A Christmas Carol – revisited

By: Steve Cattolica, SC Advocates & CWCSA

Changing one’s mind takes time - and sometimes forced opportunity. Ask Ebenezer Scrooge.
Often, we run out of time to even create the opportunity; to step back and see a bigger picture. Just as often it seems, we don’t want to see a bigger picture, we do not see the purpose or value in doing so. Besides, if the picture gets too big, one loses control of the environment. We hunker down in our “money changing hole” as Marley reminds Scrooge.
If our ox is gored by change, there’s no way we will consider it. Ebenezer’s story comes around once a year to remind us that what has been, is not what must always be.
Over the three plus decades of my career in workers’ compensation, discussions about legislation and regulation, policy and procedure, costs and financing, claims and medical care, claims and the legal community and between injured workers and their employers haven’t changed too much. Details may change – especially across state lines and when the Feds are involved and we all lament growing twists of an ever-growing volume of rules and legal precedent. However, the fundaments are relatively the same.
From my perspective, especially in today’s over-polarized political and social climate, the dynamics of these conversations are greatly hindered by the loss of institutional knowledge and the art of true compromise – where each participant comes forward to actively solve a problem and each participant also gains something they did not have previously. If there are more than two “sides” to the issue, it seems few know how or have the desire to expand their thinking.
When one experiences an injury or illness occurring in and because of the work environment, it is different than the same injury or illness caused elsewhere. How much of that difference is organic to the workplace and how much is caused by the system itself? What about the injury is different? What is it about the injured or ill person themselves that is different? Does anyone really believe that deep down, the injured or ill want to be sick, hurt or disabled? Unfortunately for some, that can be true. Very real conditions prevent a better outlook. It’s incumbent upon all of us to assure that the system and nothing we do enables these folks to continue on that track.  So how would that work?
A coincidental survey of events indicates several initiatives in various parts of the nation that might point to an extraordinary opportunity to put the injured worker first. Not in any particular order, these events include a presentation by Bill Zachry of the Sedgwick Institute and Kathy Schroeder of Office Depot at the recently completed National Workers’ Compensation and Disability Conference. They spoke about critical factors that affect an employee’s return to work, some of which have little to do with the workplace itself and a lot to do with how the system treats the employee. Another was the arrival of “Workers’ Compensation Insights,” a newsletter published by Prop 23 Advisors’ Mark Webb. Mark reported about a multi-state Department of Labor demonstration project aimed at improving “stay-at-work and “return to work” outcomes for disabled workers–regardless of the origin of the disability.  The next was an article by Workcompwire summarizing a study by the Texas Department of Insurance showing Texas making great progress in the wake of HB 7, its landmark “opt out” legislation that enabled establishment of programs that improve return-to-work rates, physician participation, dramatically lower the number of medical disputes and improves access to care. Next, is the recent unearthing by yours truly of a report chronicling the success of the Pacific Bell “24-hour” care pilot undertaken in the 1990s in San Diego. Last is California’s emergent conversation about single payer/universal health care.  
Blasphemy! I don’t believe so. Simply raising the possibility is not an endorsement. However, I will own that it does raise the possibility we do not know everything (yet) and there might be a better way. I’m sure there is room for better outcomes for all sides involved.
Giving up on no one…for those with a short view and a single mind, the “Ghost of Christmas Yet-To-Come” would like to give you a tour of your future which ends with receiving a copy of Coach John Wooden’s “Pyramid of Success Playbook,” and a discussion about possibilities with Steve Kerr, Head Coach of the Golden State Warriors. He’s someone we all could learn from.
PS – If you have young kids at home, an awesome holiday gift is John Wooden’s book, “Inch and Miles,” an adaptation of Coach’s fundamentals aimed at young kids. – Moms and Dads, too!

Happy Holidays!


  1. Merry Christmas Steve -I hope that you and your family have a Blessed time.

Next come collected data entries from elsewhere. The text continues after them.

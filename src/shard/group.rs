//! Replication Group
//!
//! Read-only snapshot of which copies a write must reach, taken after the
//! primary has executed the write.

use std::collections::HashSet;

use crate::shard::{AllocationId, IndexShardRoutingTable, ShardRouting};

/// Copies that should receive a replicated write
#[derive(Debug, Clone)]
pub struct ReplicationGroup {
    routing_table: IndexShardRoutingTable,
    tracked_allocation_ids: HashSet<AllocationId>,
    version: u64,
    unavailable_in_sync_shards: HashSet<AllocationId>,
    replication_targets: Vec<ShardRouting>,
    skipped_shards: Vec<ShardRouting>,
}

impl ReplicationGroup {
    pub fn new(
        routing_table: IndexShardRoutingTable,
        in_sync_allocation_ids: HashSet<AllocationId>,
        tracked_allocation_ids: HashSet<AllocationId>,
        version: u64,
    ) -> Self {
        let unavailable_in_sync_shards = in_sync_allocation_ids
            .difference(&routing_table.all_allocation_ids())
            .cloned()
            .collect();

        let mut replication_targets = Vec::new();
        let mut skipped_shards = Vec::new();
        let is_tracked = |shard: &ShardRouting| {
            shard
                .allocation_id
                .as_ref()
                .map(|id| tracked_allocation_ids.contains(id))
                .unwrap_or(false)
        };

        for shard in routing_table.iter() {
            if shard.is_unassigned() {
                skipped_shards.push(shard.clone());
                continue;
            }

            if is_tracked(shard) {
                replication_targets.push(shard.clone());
            } else {
                skipped_shards.push(shard.clone());
            }

            if let Some(target) = shard.relocation_target() {
                if is_tracked(target) {
                    replication_targets.push(target.clone());
                } else {
                    skipped_shards.push(target.clone());
                }
            }
        }

        Self {
            routing_table,
            tracked_allocation_ids,
            version,
            unavailable_in_sync_shards,
            replication_targets,
            skipped_shards,
        }
    }

    pub fn routing_table(&self) -> &IndexShardRoutingTable {
        &self.routing_table
    }

    pub fn tracked_allocation_ids(&self) -> &HashSet<AllocationId> {
        &self.tracked_allocation_ids
    }

    /// Version of the replication tracker state this group was built from
    pub fn version(&self) -> u64 {
        self.version
    }

    /// In-sync IDs with no copy in the routing table
    pub fn unavailable_in_sync_shards(&self) -> &HashSet<AllocationId> {
        &self.unavailable_in_sync_shards
    }

    /// Assigned, tracked copies (the primary included)
    pub fn replication_targets(&self) -> &[ShardRouting] {
        &self.replication_targets
    }

    /// Copies that count toward the total but are never written to
    pub fn skipped_shards(&self) -> &[ShardRouting] {
        &self.skipped_shards
    }
}

#[cfg(test)]
mod tests {
    use super::*;
    use crate::shard::ShardId;

    #[test]
    fn test_group_partitions_copies() {
        let shard_id = ShardId::new("logs", 0);
        let primary = ShardRouting::started(shard_id.clone(), "node-1", true);
        let replica = ShardRouting::started(shard_id.clone(), "node-2", false).relocate("node-4");
        let recovering = ShardRouting::initializing(shard_id.clone(), "node-3", false);
        let unassigned = ShardRouting::unassigned(shard_id.clone(), false);
        let target = replica.relocation_target().unwrap().clone();

        let gone = AllocationId::new("gone");
        let id = |s: &ShardRouting| s.allocation_id.clone().unwrap();

        let in_sync: HashSet<_> = [id(&primary), id(&replica), gone.clone()].into_iter().collect();
        let tracked: HashSet<_> = [id(&primary), id(&replica), id(&target)].into_iter().collect();

        let table = IndexShardRoutingTable::new(
            shard_id,
            vec![primary.clone(), replica.clone(), recovering.clone(), unassigned],
        );
        let group = ReplicationGroup::new(table, in_sync, tracked, 7);

        assert_eq!(group.version(), 7);
        assert_eq!(group.unavailable_in_sync_shards().len(), 1);
        assert!(group.unavailable_in_sync_shards().contains(&gone));

        let targets: Vec<_> = group.replication_targets().iter().map(id).collect();
        assert_eq!(targets, vec![id(&primary), id(&replica), id(&target)]);

        // untracked recovering copy plus the unassigned one
        assert_eq!(group.skipped_shards().len(), 2);
        assert!(group.skipped_shards().iter().any(|s| s.is_same_allocation(&recovering)));
    }
}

    To answer your question in regards to what is the difference between my workplace injury and a similar injury not within a workplace the only difference is how the process "works".
    First the need for a mountain of forms to be filled in and then processed and then for someone who I will never meet makes a decision as to whether or not my claim is legitimate or not- emergency medical treatment is provided but serious intervention needs to wait and wait and wait and then when that period of waiting is done there is more waiting.
    In the meant time the forms are passed through multiple hands and each person makes a yes no decision about where the form goes to next..... all of this happens without me knowing anything of the process.
    Had my injury happened anywhere else the impact would have been the same, however the required medical/surgical intervention would have taken place within weeks not almost 4yrs later by which time far more invasive surgery had to happen and the consequences of the delay still impact on me almost 25yrs post workplace injury.